Transcribe all of the data exactly, leaving nothing out.

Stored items
• • • • •

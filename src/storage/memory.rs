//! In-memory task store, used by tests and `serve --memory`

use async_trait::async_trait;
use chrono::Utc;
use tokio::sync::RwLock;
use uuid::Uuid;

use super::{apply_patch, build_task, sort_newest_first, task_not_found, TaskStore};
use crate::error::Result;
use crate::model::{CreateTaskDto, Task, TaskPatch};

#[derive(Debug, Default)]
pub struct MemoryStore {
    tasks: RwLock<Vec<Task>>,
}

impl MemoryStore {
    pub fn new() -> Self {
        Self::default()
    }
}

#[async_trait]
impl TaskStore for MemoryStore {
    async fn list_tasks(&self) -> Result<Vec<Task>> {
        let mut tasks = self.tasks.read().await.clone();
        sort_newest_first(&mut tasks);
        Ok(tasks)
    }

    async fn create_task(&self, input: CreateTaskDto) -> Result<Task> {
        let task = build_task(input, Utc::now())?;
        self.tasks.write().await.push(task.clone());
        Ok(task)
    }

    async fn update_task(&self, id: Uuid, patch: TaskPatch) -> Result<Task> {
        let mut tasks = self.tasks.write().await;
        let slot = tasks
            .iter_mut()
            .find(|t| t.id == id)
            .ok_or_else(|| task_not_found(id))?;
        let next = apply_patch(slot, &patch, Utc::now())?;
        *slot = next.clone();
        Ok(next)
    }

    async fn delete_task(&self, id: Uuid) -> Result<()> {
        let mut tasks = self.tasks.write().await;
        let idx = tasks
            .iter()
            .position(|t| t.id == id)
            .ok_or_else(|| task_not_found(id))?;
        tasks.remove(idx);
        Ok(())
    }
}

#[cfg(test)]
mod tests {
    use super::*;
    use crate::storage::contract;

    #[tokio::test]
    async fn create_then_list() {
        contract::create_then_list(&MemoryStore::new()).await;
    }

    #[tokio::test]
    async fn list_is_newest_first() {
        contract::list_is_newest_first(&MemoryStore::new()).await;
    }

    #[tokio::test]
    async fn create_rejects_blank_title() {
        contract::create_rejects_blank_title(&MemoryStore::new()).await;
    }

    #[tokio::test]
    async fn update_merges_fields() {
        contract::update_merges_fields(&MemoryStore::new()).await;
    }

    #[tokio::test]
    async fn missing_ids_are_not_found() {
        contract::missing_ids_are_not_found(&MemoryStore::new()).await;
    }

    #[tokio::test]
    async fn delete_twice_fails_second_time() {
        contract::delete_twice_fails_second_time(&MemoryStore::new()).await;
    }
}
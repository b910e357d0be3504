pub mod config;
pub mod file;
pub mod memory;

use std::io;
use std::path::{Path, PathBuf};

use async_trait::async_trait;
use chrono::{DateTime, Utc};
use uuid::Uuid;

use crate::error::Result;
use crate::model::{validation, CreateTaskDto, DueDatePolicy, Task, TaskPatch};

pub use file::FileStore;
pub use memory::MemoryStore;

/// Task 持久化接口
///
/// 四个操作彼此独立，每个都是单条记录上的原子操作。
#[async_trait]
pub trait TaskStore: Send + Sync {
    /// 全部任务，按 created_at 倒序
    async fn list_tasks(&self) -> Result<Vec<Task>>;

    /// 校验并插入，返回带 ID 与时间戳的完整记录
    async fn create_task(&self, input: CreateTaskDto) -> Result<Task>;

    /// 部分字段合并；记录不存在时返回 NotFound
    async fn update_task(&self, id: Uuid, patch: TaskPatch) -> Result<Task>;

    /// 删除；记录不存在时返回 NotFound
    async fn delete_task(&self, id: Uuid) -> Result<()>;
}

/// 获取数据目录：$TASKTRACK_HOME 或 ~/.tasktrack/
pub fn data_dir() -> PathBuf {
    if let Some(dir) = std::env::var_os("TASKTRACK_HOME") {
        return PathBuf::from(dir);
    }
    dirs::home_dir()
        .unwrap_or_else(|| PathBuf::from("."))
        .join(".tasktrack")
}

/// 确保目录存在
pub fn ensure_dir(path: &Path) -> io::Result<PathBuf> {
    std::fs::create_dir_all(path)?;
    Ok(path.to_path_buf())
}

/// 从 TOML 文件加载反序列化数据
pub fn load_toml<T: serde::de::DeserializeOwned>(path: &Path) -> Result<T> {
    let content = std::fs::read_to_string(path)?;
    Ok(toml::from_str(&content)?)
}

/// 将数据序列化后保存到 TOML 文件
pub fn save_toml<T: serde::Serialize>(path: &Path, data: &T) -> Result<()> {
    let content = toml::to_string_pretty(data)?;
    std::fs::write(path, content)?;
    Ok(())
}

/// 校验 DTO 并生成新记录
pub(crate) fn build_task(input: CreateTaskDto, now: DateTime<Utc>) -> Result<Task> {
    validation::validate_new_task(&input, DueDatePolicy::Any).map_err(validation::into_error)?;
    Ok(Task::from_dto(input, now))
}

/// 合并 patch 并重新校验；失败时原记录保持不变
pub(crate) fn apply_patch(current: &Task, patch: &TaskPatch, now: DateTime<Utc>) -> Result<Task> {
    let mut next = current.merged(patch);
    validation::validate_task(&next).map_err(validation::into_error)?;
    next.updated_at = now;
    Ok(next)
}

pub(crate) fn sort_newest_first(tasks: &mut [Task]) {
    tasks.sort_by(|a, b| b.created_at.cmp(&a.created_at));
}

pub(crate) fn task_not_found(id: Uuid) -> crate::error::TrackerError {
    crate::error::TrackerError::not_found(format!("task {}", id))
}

• • • • •

* **ANSWER SECTION**:
filename src/storage/memory.rs
//! In-memory task store, used by tests and `serve --memory`

use async_trait::async_trait;
use chrono::Utc;
use tokio::sync::RwLock;
use uuid::Uuid;

use super::{apply_patch, build_task, sort_newest_first, task_not_found, TaskStore};
use crate::error::Result;
use crate::model::{CreateTaskDto, Task, TaskPatch};

#[derive(Debug, Default)]
pub struct MemoryStore {
    tasks: RwLock<Vec<Task>>,
}

impl MemoryStore {
    pub fn new() -> Self {
        Self::default()
    }
}

#[async_trait]
impl TaskStore for MemoryStore {
    async fn list_tasks(&self) -> Result<Vec<Task>> {
        let mut tasks = self.tasks.read().await.clone();
        sort_newest_first(&mut tasks);
        Ok(tasks)
    }

    async fn create_task(&self, input: CreateTaskDto) -> Result<Task> {
        let task = build_task(input, Utc::now())?;
        self.tasks.write().await.push(task.clone());
        Ok(task)
    }

    async fn update_task(&self, id: Uuid, patch: TaskPatch) -> Result<Task> {
        let mut tasks = self.tasks.write().await;
        let slot = tasks
            .iter_mut()
            .find(|t| t.id == id)
            .ok_or_else(|| task_not_found(id))?;
        let next = apply_patch(slot, &patch, Utc::now())?;
        *slot = next.clone();
        Ok(next)
    }

    async fn delete_task(&self, id: Uuid) -> Result<()> {
        let mut tasks = self.tasks.write().await;
        let idx = tasks
            .iter()
            .position(|t| t.id == id)
            .ok_or_else(|| task_not_found(id))?;
        tasks.remove(idx);
        Ok(())
    }
}

#[cfg(test)]
mod tests {
    use super::*;
    use crate::storage::contract;

    #[tokio::test]
    async fn create_then_list() {
        contract::create_then_list(&MemoryStore::new()).await;
    }

    #[tokio::test]
    async fn list_is_newest_first() {
        contract::list_is_newest_first(&MemoryStore::new()).await;
    }

    #[tokio::test]
    async fn create_rejects_blank_title() {
        contract::create_rejects_blank_title(&MemoryStore::new()).await;
    }

    #[tokio::test]
    async fn update_merges_fields() {
        contract::update_merges_fields(&MemoryStore::new()).await;
    }

    #[tokio::test]
    async fn missing_ids_are_not_found() {
        contract::missing_ids_are_not_found(&MemoryStore::new()).await;
    }

    #[tokio::test]
    async fn delete_twice_fails_second_time() {
        contract::delete_twice_fails_second_time(&MemoryStore::new()).await;
    }
}
repository b910e357d0be3504
pub mod config;
pub mod file;
pub mod memory;

use std::io;
use std::path::{Path, PathBuf};

use async_trait::async_trait;
use chrono::{DateTime, Utc};
use uuid::Uuid;

use crate::error::Result;
use crate::model::{validation, CreateTaskDto, DueDatePolicy, Task, TaskPatch};

pub use file::FileStore;
pub use memory::MemoryStore;

/// Task 持久化接口
///
/// 四个操作彼此独立，每个都是单条记录上的原子操作。
#[async_trait]
pub trait TaskStore: Send + Sync {
    /// 全部任务，按 created_at 倒序
    async fn list_tasks(&self) -> Result<Vec<Task>>;

    /// 校验并插入，返回带 ID 与时间戳的完整记录
    async fn create_task(&self, input: CreateTaskDto) -> Result<Task>;

    /// 部分字段合并；记录不存在时返回 NotFound
    async fn update_task(&self, id: Uuid, patch: TaskPatch) -> Result<Task>;

    /// 删除；记录不存在时返回 NotFound
    async fn delete_task(&self, id: Uuid) -> Result<()>;
}

/// 获取数据目录：$TASKTRACK_HOME 或 ~/.tasktrack/
pub fn data_dir() -> PathBuf {
    if let Some(dir) = std::env::var_os("TASKTRACK_HOME") {
        return PathBuf::from(dir);
    }
    dirs::home_dir()
        .unwrap_or_else(|| PathBuf::from("."))
        .join(".tasktrack")
}

/// 确保目录存在
pub fn ensure_dir(path: &Path) -> io::Result<PathBuf> {
    std::fs::create_dir_all(path)?;
    Ok(path.to_path_buf())
}

/// 从 TOML 文件加载反序列化数据
pub fn load_toml<T: serde::de::DeserializeOwned>(path: &Path) -> Result<T> {
    let content = std::fs::read_to_string(path)?;
    Ok(toml::from_str(&content)?)
}

/// 将数据序列化后保存到 TOML 文件
pub fn save_toml<T: serde::Serialize>(path: &Path, data: &T) -> Result<()> {
    let content = toml::to_string_pretty(data)?;
    std::fs::write(path, content)?;
    Ok(())
}

/// 校验 DTO 并生成新记录
pub(crate) fn build_task(input: CreateTaskDto, now: DateTime<Utc>) -> Result<Task> {
    validation::validate_new_task(&input, DueDatePolicy::Any).map_err(validation::into_error)?;
    Ok(Task::from_dto(input, now))
}

/// 合并 patch 并重新校验；失败时原记录保持不变
pub(crate) fn apply_patch(current: &Task, patch: &TaskPatch, now: DateTime<Utc>) -> Result<Task> {
    let mut next = current.merged(patch);
    validation::validate_task(&next).map_err(validation::into_error)?;
    next.updated_at = now;
    Ok(next)
}

pub(crate) fn sort_newest_first(tasks: &mut [Task]) {
    tasks.sort_by(|a, b| b.created_at.cmp(&a.created_at));
}

pub(crate) fn task_not_found(id: Uuid) -> crate::error::TrackerError {
    crate::error::TrackerError::not_found(format!("task {}", id))
}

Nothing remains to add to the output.